Your task:
Copy all lines containing the string "Ignored" from the records below.
§ §
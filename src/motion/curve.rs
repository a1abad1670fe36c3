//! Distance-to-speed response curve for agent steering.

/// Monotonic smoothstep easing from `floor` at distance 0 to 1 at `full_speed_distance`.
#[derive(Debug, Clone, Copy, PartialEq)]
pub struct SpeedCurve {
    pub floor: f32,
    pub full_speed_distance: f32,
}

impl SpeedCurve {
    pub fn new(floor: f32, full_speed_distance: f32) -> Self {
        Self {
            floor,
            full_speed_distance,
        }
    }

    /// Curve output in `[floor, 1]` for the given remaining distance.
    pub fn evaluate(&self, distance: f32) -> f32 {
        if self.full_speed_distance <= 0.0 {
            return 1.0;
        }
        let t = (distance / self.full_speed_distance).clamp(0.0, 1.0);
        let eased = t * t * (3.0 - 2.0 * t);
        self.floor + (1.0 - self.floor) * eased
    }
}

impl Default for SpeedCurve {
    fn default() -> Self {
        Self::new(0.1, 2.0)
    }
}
§ §
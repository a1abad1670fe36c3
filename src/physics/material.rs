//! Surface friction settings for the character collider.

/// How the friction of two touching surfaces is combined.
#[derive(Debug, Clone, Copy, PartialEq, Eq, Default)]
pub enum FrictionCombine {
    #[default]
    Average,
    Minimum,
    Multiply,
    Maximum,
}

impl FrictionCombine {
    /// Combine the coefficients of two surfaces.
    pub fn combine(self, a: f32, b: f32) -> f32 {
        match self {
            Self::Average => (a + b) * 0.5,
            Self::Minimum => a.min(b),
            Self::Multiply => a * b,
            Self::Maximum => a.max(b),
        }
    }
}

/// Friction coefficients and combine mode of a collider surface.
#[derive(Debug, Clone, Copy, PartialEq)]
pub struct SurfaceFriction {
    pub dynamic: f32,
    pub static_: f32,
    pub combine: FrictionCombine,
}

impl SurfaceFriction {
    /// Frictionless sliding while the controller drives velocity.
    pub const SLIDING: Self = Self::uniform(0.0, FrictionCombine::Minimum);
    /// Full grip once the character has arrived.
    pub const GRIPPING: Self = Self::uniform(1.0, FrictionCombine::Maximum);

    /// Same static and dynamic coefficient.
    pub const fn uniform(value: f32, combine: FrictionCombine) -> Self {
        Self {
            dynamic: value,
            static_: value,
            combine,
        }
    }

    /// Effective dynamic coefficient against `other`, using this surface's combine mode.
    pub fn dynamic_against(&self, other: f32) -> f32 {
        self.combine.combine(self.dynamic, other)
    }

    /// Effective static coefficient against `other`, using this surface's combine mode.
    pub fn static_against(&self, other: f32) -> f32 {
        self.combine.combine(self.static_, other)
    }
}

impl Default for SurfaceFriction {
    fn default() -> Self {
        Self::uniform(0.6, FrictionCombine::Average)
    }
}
§ §
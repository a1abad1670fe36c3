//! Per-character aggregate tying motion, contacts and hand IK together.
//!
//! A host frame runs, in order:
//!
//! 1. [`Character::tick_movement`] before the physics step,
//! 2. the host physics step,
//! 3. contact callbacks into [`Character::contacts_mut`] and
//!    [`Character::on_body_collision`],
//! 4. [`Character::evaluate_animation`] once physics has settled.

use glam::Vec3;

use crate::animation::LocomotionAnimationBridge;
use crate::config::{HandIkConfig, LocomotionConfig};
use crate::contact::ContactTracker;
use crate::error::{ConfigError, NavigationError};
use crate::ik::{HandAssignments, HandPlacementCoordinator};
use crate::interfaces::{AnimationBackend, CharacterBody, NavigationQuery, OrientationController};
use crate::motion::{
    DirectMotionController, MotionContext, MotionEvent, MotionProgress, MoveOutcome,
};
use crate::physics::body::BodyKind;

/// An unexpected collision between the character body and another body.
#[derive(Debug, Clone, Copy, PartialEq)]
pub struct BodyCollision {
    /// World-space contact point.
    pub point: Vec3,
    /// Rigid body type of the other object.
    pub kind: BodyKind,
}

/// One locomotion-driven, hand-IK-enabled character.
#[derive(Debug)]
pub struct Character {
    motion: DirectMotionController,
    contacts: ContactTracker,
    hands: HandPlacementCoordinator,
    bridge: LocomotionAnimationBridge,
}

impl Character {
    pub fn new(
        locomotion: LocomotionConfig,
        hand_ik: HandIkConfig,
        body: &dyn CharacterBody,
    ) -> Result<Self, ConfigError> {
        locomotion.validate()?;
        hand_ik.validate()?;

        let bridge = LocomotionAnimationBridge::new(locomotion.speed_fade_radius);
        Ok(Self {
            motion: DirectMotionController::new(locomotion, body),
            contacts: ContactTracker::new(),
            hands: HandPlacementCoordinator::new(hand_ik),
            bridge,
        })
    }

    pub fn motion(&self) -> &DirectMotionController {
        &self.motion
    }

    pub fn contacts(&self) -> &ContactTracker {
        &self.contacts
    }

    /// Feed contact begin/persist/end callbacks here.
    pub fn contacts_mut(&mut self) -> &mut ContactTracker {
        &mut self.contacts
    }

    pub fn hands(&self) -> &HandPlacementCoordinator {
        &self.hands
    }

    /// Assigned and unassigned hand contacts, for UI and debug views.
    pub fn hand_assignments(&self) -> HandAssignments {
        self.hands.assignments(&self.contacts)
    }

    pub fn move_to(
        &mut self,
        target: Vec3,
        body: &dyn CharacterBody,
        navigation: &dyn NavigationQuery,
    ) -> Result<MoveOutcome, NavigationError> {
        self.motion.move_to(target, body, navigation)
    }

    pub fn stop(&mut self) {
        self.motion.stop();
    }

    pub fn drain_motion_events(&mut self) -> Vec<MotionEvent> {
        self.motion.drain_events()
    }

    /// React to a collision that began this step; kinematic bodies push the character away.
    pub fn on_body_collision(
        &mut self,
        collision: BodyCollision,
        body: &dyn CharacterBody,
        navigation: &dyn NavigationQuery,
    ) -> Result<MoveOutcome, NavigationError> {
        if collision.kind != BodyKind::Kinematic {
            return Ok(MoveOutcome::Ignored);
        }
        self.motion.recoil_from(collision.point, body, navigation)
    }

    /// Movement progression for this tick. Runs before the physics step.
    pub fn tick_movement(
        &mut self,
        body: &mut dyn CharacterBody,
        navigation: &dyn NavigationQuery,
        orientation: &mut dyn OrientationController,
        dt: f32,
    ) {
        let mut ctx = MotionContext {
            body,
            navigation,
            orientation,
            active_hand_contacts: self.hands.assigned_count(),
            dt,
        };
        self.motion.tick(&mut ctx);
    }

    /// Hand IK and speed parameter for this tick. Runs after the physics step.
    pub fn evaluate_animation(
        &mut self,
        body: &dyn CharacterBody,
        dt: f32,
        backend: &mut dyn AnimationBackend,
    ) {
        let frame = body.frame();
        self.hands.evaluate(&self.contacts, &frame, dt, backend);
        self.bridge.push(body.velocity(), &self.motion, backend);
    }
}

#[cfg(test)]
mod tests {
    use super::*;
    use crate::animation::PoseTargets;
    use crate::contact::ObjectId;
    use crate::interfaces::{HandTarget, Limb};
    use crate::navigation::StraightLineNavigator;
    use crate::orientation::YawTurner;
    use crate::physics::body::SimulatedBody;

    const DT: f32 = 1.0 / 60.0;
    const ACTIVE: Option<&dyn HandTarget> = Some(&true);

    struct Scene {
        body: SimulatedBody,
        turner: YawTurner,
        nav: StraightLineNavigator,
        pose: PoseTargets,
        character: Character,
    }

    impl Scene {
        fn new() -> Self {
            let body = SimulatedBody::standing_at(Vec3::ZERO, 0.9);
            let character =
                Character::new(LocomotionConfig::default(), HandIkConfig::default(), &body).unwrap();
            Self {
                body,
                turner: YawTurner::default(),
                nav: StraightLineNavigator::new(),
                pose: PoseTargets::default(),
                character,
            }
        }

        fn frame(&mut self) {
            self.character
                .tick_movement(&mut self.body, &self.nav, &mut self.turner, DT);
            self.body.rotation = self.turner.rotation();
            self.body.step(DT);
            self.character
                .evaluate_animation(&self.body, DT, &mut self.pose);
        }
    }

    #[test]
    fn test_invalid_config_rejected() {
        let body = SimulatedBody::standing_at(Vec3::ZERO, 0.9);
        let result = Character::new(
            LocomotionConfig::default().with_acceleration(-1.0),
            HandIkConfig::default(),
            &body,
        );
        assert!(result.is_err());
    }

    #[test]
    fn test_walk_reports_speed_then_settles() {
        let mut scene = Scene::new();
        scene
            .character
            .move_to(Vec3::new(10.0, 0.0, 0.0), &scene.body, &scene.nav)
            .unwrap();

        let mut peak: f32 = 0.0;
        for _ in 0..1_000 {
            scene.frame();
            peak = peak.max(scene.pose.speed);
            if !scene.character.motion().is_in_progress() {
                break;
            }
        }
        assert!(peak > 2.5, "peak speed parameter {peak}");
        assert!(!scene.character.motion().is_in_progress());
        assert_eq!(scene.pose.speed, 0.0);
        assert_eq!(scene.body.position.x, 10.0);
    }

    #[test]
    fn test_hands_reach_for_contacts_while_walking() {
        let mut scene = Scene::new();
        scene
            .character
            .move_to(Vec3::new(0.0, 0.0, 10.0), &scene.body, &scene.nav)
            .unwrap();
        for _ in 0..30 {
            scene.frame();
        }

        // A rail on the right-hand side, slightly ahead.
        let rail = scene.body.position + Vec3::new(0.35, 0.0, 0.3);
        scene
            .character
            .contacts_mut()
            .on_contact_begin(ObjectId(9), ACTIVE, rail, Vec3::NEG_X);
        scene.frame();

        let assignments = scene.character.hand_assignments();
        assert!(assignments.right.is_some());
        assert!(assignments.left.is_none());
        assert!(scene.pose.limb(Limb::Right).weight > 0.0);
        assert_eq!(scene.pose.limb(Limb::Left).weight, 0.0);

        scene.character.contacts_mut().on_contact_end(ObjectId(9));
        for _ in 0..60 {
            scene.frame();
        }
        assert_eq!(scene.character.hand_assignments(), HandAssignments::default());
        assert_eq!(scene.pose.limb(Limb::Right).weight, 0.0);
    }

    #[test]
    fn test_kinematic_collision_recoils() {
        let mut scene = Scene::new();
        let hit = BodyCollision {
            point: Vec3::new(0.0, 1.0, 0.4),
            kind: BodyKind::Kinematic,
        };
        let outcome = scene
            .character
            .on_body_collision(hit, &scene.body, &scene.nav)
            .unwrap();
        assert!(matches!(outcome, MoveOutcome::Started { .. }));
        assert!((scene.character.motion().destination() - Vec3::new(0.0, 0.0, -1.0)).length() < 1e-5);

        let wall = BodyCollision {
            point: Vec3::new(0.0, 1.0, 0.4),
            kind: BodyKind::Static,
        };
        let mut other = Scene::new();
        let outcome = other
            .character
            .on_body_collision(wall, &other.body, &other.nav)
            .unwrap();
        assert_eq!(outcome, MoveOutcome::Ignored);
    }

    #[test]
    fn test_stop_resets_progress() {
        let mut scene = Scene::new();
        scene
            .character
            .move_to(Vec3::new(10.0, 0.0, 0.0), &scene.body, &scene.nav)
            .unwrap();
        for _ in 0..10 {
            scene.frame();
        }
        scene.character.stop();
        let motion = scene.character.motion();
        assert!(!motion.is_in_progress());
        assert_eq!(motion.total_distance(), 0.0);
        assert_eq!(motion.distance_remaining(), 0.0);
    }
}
§ §
Answer space:
            return Ok(MoveOutcome::Ignored);
        assert_eq!(outcome, MoveOutcome::Ignored);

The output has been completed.